I was born into a Middle Eastern family. My parents were typically protective, raising my sisters and me to be polite, truthful, smart, respectful women. To be ‘good’ girls.
This has largely worked in my favour. It is one of the first things people notice and remark to my mum about. How well behaved and respectful we are. How much we put others at ease.
I use my politeness a lot in professional settings, in the ways I converse with my clients and superiors; empathising with their needs; trying not to raise my voice even when they are being aggressive or unwilling to listen.
I was 18 when I first experienced sexual harassment at work. It was my very first ‘real’ job, having spent years helping out at my parents’ shop. I distinctly remember how excited I was to finally gain ‘independence’. When I told my parents, they worried about my safety, especially around people they didn’t know. But eventually they accepted it, their fears alleviated by the fact I only worked five minutes away from their shop.
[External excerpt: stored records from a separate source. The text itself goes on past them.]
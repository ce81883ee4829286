use sea_orm::entity::prelude::*;
use serde::{Deserialize, Serialize};

#[derive(Clone, Debug, PartialEq, DeriveEntityModel, Eq, Serialize, Deserialize)]
#[sea_orm(table_name = "official_prices")]
pub struct Model {
    /// Series name
    #[sea_orm(primary_key, auto_increment = false)]
    pub id: String,
    #[sea_orm(column_type = "JsonBinary")]
    pub price: Json,
}

#[derive(Copy, Clone, Debug, EnumIter, DeriveRelation)]
pub enum Relation {}

impl ActiveModelBehavior for ActiveModel {}
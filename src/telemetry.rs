use tracing_subscriber::{layer::SubscriberExt, util::SubscriberInitExt, EnvFilter};

use crate::config::LogLevel;

/// Initialize tracing. `RUST_LOG` wins over the configured level.
pub fn init_tracing(level: LogLevel) {
    let filter = EnvFilter::try_from_default_env()
        .unwrap_or_else(|_| format!("{},kaitori_tracker={}", level.as_filter(), level.as_filter()).into());

    let _ = tracing_subscriber::registry()
        .with(filter)
        .with(tracing_subscriber::fmt::layer())
        .try_init();
}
He was in his mid-late 20s; a typically slick, wordy sales agent. I did not like the way he looked at me. Once or twice, I caught him leering as I leant over to pick something, and it made me feel incredibly unsafe. I started wearing singlets under my tops and longer skirts and pants to make sure that nothing could be seen, but still, the gaze lingered.
One night, I was left to close the agency alone. He came inside, and I tried my best to ignore him. Out of nowhere, he grabbed me, pushing himself onto me, trying to force me to dance with him. I was shocked, repeatedly telling him to stop, but he wouldn’t listen. I had to physically put a bin between us until he finally relented and let me go.